In response to this counter, Mehdi cited previous interventions as evidence – Iraq, Libya, Bosnia, Afghanistan – that intervention does necessarily involve indiscriminate bombing. Ooops – another logical fallacy: intervention is wrong because historical interventions have involved indiscriminate bombing therefore future interventions will involve indiscriminate bombing. Far too much weight is being placed upon induction here.

In its simplest form the argument is that military intervention inevitably leads to more human misery than it prevents, therefore we should never intervene. The problem is it’s impossible to prove that military intervention necessarily results in more misery than non-intervention, or to prove the reverse. For example, we can’t prove that more misery was created by the Allied Powers going to war against Germany than would have been if Germany had been left to get on with the Holocaust. Nor can we prove that not intervening in Syria will lead to less misery than intervening.
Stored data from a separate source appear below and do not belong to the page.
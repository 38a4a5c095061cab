//! Card values.

use std::fmt;

use serde::{Deserialize, Serialize};

use super::error::GameError;

/// A card face value in `-2..=12`.
#[derive(Debug, Clone, Copy, PartialEq, Eq, PartialOrd, Ord, Hash, Serialize, Deserialize)]
#[serde(try_from = "i64", into = "i8")]
pub struct Card(pub(crate) i8);

impl Card {
    pub const MIN: i8 = -2;
    pub const MAX: i8 = 12;

    /// `(value, copies)` for the base 150-card deck.
    pub const CANONICAL_COUNTS: [(i8, usize); 15] = [
        (-2, 5),
        (-1, 10),
        (0, 15),
        (1, 10),
        (2, 10),
        (3, 10),
        (4, 10),
        (5, 10),
        (6, 10),
        (7, 10),
        (8, 10),
        (9, 10),
        (10, 10),
        (11, 10),
        (12, 10),
    ];

    pub fn new(value: i64) -> Result<Self, GameError> {
        if (Self::MIN as i64..=Self::MAX as i64).contains(&value) {
            Ok(Self(value as i8))
        } else {
            Err(GameError::InvalidCard(value))
        }
    }

    pub fn value(self) -> i8 {
        self.0
    }
}

impl TryFrom<i64> for Card {
    type Error = GameError;

    fn try_from(value: i64) -> Result<Self, Self::Error> {
        Card::new(value)
    }
}

impl From<Card> for i8 {
    fn from(card: Card) -> Self {
        card.0
    }
}

impl fmt::Display for Card {
    fn fmt(&self, f: &mut fmt::Formatter<'_>) -> fmt::Result {
        write!(f, "{}", self.0)
    }
}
What we seem to want is intervention under a set of stringent permissibility conditions, but what people seem to end up arguing is that because those conditions have not been met in historical situations, they cannot be met in future ones. A concern that intervention is likely to lead to more misery is certainly a valid one, but it’s very hard to turn that sort of feasibility constraint on intervention into an in-principle objection, which is precisely what Mehdi and so many others seem to want to do. Unfortunately this kind of argument is deployed all over the place; one example that I find particularly grating is in the case of biofuels: producing biofules has had bad environmental consequences in the past and therefore we should not grow biofuels. Another common instance is the old ‘Marxism hasn’t worked, therefore Marxism cannot work’ argument: the conclusion may be true, but it doesn’t follow from the premise.
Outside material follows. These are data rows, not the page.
//! A dealt hand and its reveal bitmap.

use super::card::Card;
use super::error::GameError;

pub const HAND_SIZE: usize = 12;

/// Twelve concealed cards with index-aligned reveal flags.
///
/// A revealed flag never goes back to false.
#[derive(Debug, Clone, PartialEq, Eq)]
pub struct Hand {
    cards: [Card; HAND_SIZE],
    revealed: [bool; HAND_SIZE],
}

impl Hand {
    pub fn new(cards: [Card; HAND_SIZE]) -> Self {
        Self { cards, revealed: [false; HAND_SIZE] }
    }

    pub fn cards(&self) -> &[Card; HAND_SIZE] {
        &self.cards
    }

    pub fn revealed(&self) -> &[bool; HAND_SIZE] {
        &self.revealed
    }

    pub fn reveal(&mut self, index: usize) -> Result<(), GameError> {
        let flag = self
            .revealed
            .get_mut(index)
            .ok_or(GameError::InvalidCardIndex(index))?;
        *flag = true;
        Ok(())
    }

    /// Put `card` at `index` face up and hand back the card it displaced.
    pub fn replace(&mut self, index: usize, card: Card) -> Result<Card, GameError> {
        if index >= HAND_SIZE {
            return Err(GameError::InvalidCardIndex(index));
        }
        let old = std::mem::replace(&mut self.cards[index], card);
        self.revealed[index] = true;
        Ok(old)
    }

    pub fn fully_revealed(&self) -> bool {
        self.revealed.iter().all(|r| *r)
    }

    /// Sum of every card, hidden or not.
    pub fn total(&self) -> i64 {
        self.cards.iter().map(|c| c.value() as i64).sum()
    }

    /// Cards with unrevealed positions masked out.
    pub fn visible(&self) -> Vec<Option<Card>> {
        self.cards
            .iter()
            .zip(self.revealed.iter())
            .map(|(card, shown)| shown.then_some(*card))
            .collect()
    }
}

#[cfg(test)]
mod tests {
    use super::*;

    fn hand_of(values: [i8; HAND_SIZE]) -> Hand {
        Hand::new(values.map(Card))
    }

    #[test]
    fn replace_returns_old_and_reveals() {
        let mut hand = hand_of([1; HAND_SIZE]);
        let old = hand.replace(4, Card(-2)).unwrap();
        assert_eq!(old, Card(1));
        assert_eq!(hand.cards()[4], Card(-2));
        assert!(hand.revealed()[4]);
        assert_eq!(hand.revealed().iter().filter(|r| **r).count(), 1);
    }

    #[test]
    fn out_of_range_index_is_rejected() {
        let mut hand = hand_of([0; HAND_SIZE]);
        assert_eq!(hand.reveal(12), Err(GameError::InvalidCardIndex(12)));
        assert_eq!(hand.replace(99, Card(3)), Err(GameError::InvalidCardIndex(99)));
        assert_eq!(hand, hand_of([0; HAND_SIZE]));
    }

    #[test]
    fn fully_revealed_after_every_flag() {
        let mut hand = hand_of([5; HAND_SIZE]);
        for i in 0..HAND_SIZE - 1 {
            hand.reveal(i).unwrap();
        }
        assert!(!hand.fully_revealed());
        hand.reveal(HAND_SIZE - 1).unwrap();
        assert!(hand.fully_revealed());
        // revealing twice is harmless
        hand.reveal(0).unwrap();
        assert!(hand.fully_revealed());
    }

    #[test]
    fn total_counts_hidden_cards() {
        let hand = hand_of([-2, -1, 0, 1, 2, 3, 4, 5, 6, 7, 8, 12]);
        assert_eq!(hand.total(), 45);
    }

    #[test]
    fn visible_masks_hidden_positions() {
        let mut hand = hand_of([9; HAND_SIZE]);
        hand.reveal(2).unwrap();
        let visible = hand.visible();
        assert_eq!(visible[2], Some(Card(9)));
        assert_eq!(visible.iter().filter(|c| c.is_none()).count(), 11);
    }
}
A second argument employed on the show, and later by Mehdi was that Western countries fail to intervene in other cases of gross rights violations. Whilst perfectly true, it doesn’t at all follow that therefore they should not intervene in this one. What the failure to intervene elsewhere may show are the following:

  1. Western countries are hypocrites.
  2. Western countries have no duties (or weaker duties) to intervene in other cases cited.

Unfortunately, neither 1. nor 2. can be used to conclude that intervention is wrong in the Syria case; the argument from hypocrisy is yet another piece of fallacious reasoning.

It’s intensely sad that style of debate that privileges sophistry and rhetorical trickery over reasoned argument has so permeated politics, the British media, and public debate that it’s almost impossible to have an honest discussion or discern people’s genuine reasons. Instead of coming up with the poor kinds of arguments seen on The Big Questions, people should think about the following two questions:

  1. Are they in-principle opposed to humanitarian military intervention (perhaps on grounds of respect for national sovereignty, non-contingent pacifism, or duties held by states to their own citizens)?
  2. Are they opposed to military intervention unless certain conditions are met (proportionality, last resort, adherence to international law etc.)?

I suspect that many people engaged in public debate are intuitively against intervention, but also instinctively recognise that an in-principle objection is much harder to defend, and so they end up running the two kinds of objection together as one. The result is that when people point out how the conditions for permissible intervention can be met, the counter-arguments, which are based upon an underlying in-principle objection, become more and more strained and unbelievable.

I should probably stick in a plea for schools to focus more upon critical thinking at this point. End.